Brown, Hizbullah lideri Nasrallah'ı öldüren saldırıları, operasyon devam ederken bir toplantıdan çıkarıldığında öğrendi. 

 

ABD'nin İsrail'i ve kendi askerlerini korumak için yaptığı büyük askeri konuşlandırmalar nedeniyle, mevcut ve eski Amerikalı yetkililer Pentagon'un İsrail büyük saldırılar düzenlemeden önce önceden haber vermesi gerektiğini söylüyor.

 

Demokrat ve Cumhuriyetçi yönetimlerde Orta Doğu konusunda üst düzey yetkili olarak görev yapan Dennis Ross, “İsrailliler bunun bize çok pahalıya mal olduğunu kabul etmeli” dedi. “Bence bir sonraki yönetimin İsraillilerle tehditleri nasıl gördüğümüz, ne yapmaya hazır olduğumuz ve birbirimizi şaşırtmamak için nasıl hareket edeceğimizin sınırları konusunda stratejik bir anlayışa sahip olması gerekiyor.

 

Pentagon yetkilileri Çin'i caydırmaya yönelik uzun vadeli önceliklerine -özellikle de Merkezi İstihbarat Teşkilatı'nın Çin yönetiminin ordusuna adayı işgale hazır olmasını söylediğini belirttiği 2027 yılına kadar Tayvan'ı savunabilme ihtiyacına- bağlı kalmayı planladıklarında ısrar ediyorlar.

 

Ancak Pentagon, bölgeye daha fazla kuvvet sevk etme, Amerikan ordusunun boyutunu genişletme ya da her ikisini birden yapma taahhüdünde bulunmadan Orta Doğu'nun kendisine yüklediği yeni taleplerle nasıl başa çıkmayı planladığını henüz açıklamadı. 

 

ABD'li askeri yetkililer uçak gemilerinin Pasifik'ten kaydırılmasının önemini küçümseyerek, ticari gemilere yönelik Husi saldırılarına karşı koymalarını gerektiren operasyonları yürütürken mürettebatlarına değerli bir deneyim sağladığını söylediler. 

 

Pentagon'un Orta Doğu'da daha ılımlı bir ABD askeri varlığı vizyonunun asıl mimarlarından bazıları, gerginliklerin azalması ve diplomasinin ilerleyerek ABD güçlerine olan ihtiyacı azaltması koşuluyla, planlarının Amerikan askeri birliklerinin daha fazla konuşlandırılmasıyla ayakta kalabileceğini söylüyor.

 

Ulusal savunma stratejisinin hazırlanmasına yardımcı olduğu Pentagon'daki üst düzey politika yetkililiğinden geçen yıl istifa eden Mara Karlin, “Bence bu yumuşak dönemdeyiz” dedi. “Akut bir tehdit ortamındayız.
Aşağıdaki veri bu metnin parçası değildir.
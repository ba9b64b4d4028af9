use sea_orm::entity::prelude::*;

#[derive(Clone, Debug, PartialEq, Eq, DeriveEntityModel)]
#[sea_orm(table_name = "profile")]
pub struct Model {
    #[sea_orm(primary_key, auto_increment = false)]
    pub id: String,
    #[sea_orm(unique)]
    pub discord_id: String,
    pub nickname: String,
    #[sea_orm(column_type = "Text", nullable)]
    pub bio: Option<String>,
    pub created_at: ChronoDateTimeUtc,
    pub updated_at: ChronoDateTimeUtc,
}

#[derive(Copy, Clone, Debug, EnumIter, DeriveRelation)]
pub enum Relation {
    #[sea_orm(has_many = "super::social::Entity")]
    Social,
}

impl Related<super::social::Entity> for Entity {
    fn to() -> RelationDef {
        Relation::Social.def()
    }
}

impl ActiveModelBehavior for ActiveModel {}
use dioxus::prelude::*;

use crate::{
    client::{
        component::{ErrorPage, LoadingPage},
        constant::SITE_NAME,
        model::error::ApiError,
        route::admin::{AdminPage, AdminTab},
    },
    model::stats::{CounterDto, StatsDto},
};

#[cfg(feature = "web")]
use crate::client::api::stats::get_stats;

/// Counters keep moving while the bot runs, so the page reloads them on a timer.
#[cfg(feature = "web")]
const REFRESH_INTERVAL_MS: u32 = 30_000;

#[component]
pub fn AdminStats() -> Element {
    let mut stats = use_signal(|| None::<Result<StatsDto, ApiError>>);

    #[cfg(feature = "web")]
    use_future(move || async move {
        loop {
            stats.set(Some(get_stats().await));
            gloo_timers::future::TimeoutFuture::new(REFRESH_INTERVAL_MS).await;
        }
    });

    rsx! {
        Title { "Admin - Statistics | {SITE_NAME}" }
        AdminPage {
            active_tab: AdminTab::Stats,
            match stats() {
                Some(Ok(data)) => rsx! {
                    div {
                        class: "stats shadow mb-6",
                        div {
                            class: "stat",
                            div { class: "stat-title", "Interactions" }
                            div { class: "stat-value", "{data.total}" }
                        }
                        div {
                            class: "stat",
                            div { class: "stat-title", "Errors" }
                            div { class: "stat-value text-error", "{error_total(&data)}" }
                        }
                    }
                    div {
                        class: "grid grid-cols-1 md:grid-cols-2 gap-6",
                        CounterTable { title: "Per handler".to_string(), counters: sorted(data.interactions.clone()) }
                        CounterTable { title: "Errors per handler".to_string(), counters: sorted(data.errors.clone()) }
                    }
                },
                Some(Err(err)) => rsx! {
                    ErrorPage { status: err.status, message: err.message }
                },
                None => rsx! { LoadingPage {} },
            }
        }
    }
}

#[component]
fn CounterTable(title: String, counters: Vec<CounterDto>) -> Element {
    rsx! {
        div {
            class: "card bg-base-200",
            div {
                class: "card-body",
                h2 { class: "card-title", "{title}" }
                if counters.is_empty() {
                    p { class: "opacity-50", "Nothing recorded yet" }
                } else {
                    table {
                        class: "table table-zebra w-full",
                        tbody {
                            for counter in counters {
                                tr {
                                    key: "{counter.name}",
                                    td { code { "{counter.name}" } }
                                    td { class: "text-right", "{counter.count}" }
                                }
                            }
                        }
                    }
                }
            }
        }
    }
}

fn error_total(stats: &StatsDto) -> i64 {
    stats.errors.iter().map(|c| c.count).sum()
}

/// Busiest first, ties by name.
fn sorted(mut counters: Vec<CounterDto>) -> Vec<CounterDto> {
    counters.sort_by(|a, b| b.count.cmp(&a.count).then_with(|| a.name.cmp(&b.name)));
    counters
}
Ve ideal olan, çeşitli tarafların er ya da geç tırmanma merdiveninden inmeleridir.

 

Ancak bazı askeri uzmanlar Orta Doğu'daki konuşlanmaların önümüzdeki yıl da devam etmesi halinde ABD'nin Pasifik'teki askeri pozisyonunu zayıflatmaya başlayabileceğini söylüyor. Donanmanın filosunda 11 uçak gemisi bulunsa da, geçtiğimiz yıl ortaya çıkan yeni talepler nedeniyle, bakım gereksinimleri, eğitim ve mürettebatın dinlenme ihtiyacı nedeniyle bir seferde sadece birkaç uçak gemisi konuşlandırabiliyor. 

 

Washington'daki düşünce kuruluşlarından Hudson Enstitüsü'nde kıdemli araştırmacı olarak görev yapan eski deniz subayı Bryan Clark, “Önümüzdeki yıl Orta Doğu ya da Pasifik'te potansiyel bir uçak gemisi boşluğu oluşacak” diyor. “Donanmanın her zaman Orta Doğu'da iki ve Pasifik'te bir uçak gemisi bulundurma kapasitesi yok.”

 

Bazı eski Pentagon yetkilileri, İran'ın bölgesel hırsları ve potansiyel nükleer yetenekleri göz önüne alındığında, ABD'nin bölgedeki askeri müdahalesini geri çekme fikrinin her zaman sorunlu olduğunu savunuyor. Bu durum Pentagon'u yeni silah programlarına fon ayırmakla denizaşırı konuşlandırmalar arasında bir denge kurmaya ve gelecekteki tehditlere hazırlanmakla bugünkü çatışmalarla uğraşmak arasında bir seçim yapmaya zorluyor. 

 

Eski bir üst düzey Savunma Bakanlığı yetkilisi “Başkan Obama'dan bu yana her Beyaz Saraylı, ABD ordusuna Orta Doğu'da daha az şey yapmak istediklerini söyledi ve her Beyaz saraylı daha sonra Pentagon'a sahadaki koşullar nedeniyle daha fazlasını yapmasını söyledi” dedi. 

 

İsrail'i de zorlu sorular bekliyor. Hamas'ın geçen yılki sürpriz saldırısı, birçok İsrailli askeri analistin, hükümetlerinin bir düşman saldırısına karşı erken uyarı alacağından emin olamayacağı ve sınırlarını savunmak için daha fazla kuvvet bulundurması gerektiği sonucuna varmasına yol açtı. 

 

Aralık ayında Pentagon'un en üst düzey Orta Doğu sivil yetkilisi olarak görevinden ayrılan Dana Stroul, “ABD ordusunun gösterdiği şey, bir krize yanıt verebilecek kadar esnek ve çevik olduğu ve ABD'nin stratejik bir ortağı desteklemek için pozisyon artırmayı sürdürecek siyasi iradeye sahip olduğudur” dedi.

 

Stroul, “Buradaki zorluk her zaman ABD'nin bu duruşu sonsuza kadar sürdüremeyeceği olacaktır” dedi.  

 

 

 

YAZAR:  Michael R. Gordon ve  Nancy A. Youssef

 

KAYNAK: https://www.wsj.com/

 

Özet
:
Wall Street Journal'da yayınlanan ve aşağıda uzun bir özetini çevirdiğimiz makalede ABD ordusunun tüm dikkatini Ortadoğu'dan Pasifik bölgesine kaydırmışken 7 Ekim sonrası yaşanan olaylar nedeniyle tekrar Ortadoğu'ya odaklanmak zorunda kaldığı değerlendirmesi yapılıyor. Yazıda ABD'nin hem Pasifik'te hem de Ortadoğu'da yeterli güç bulundurma imkanının olmadığı ve bu nedenle öncelikler ve imkanlar anlamında stratejik bir karar alınması gerektiği savunuluyor.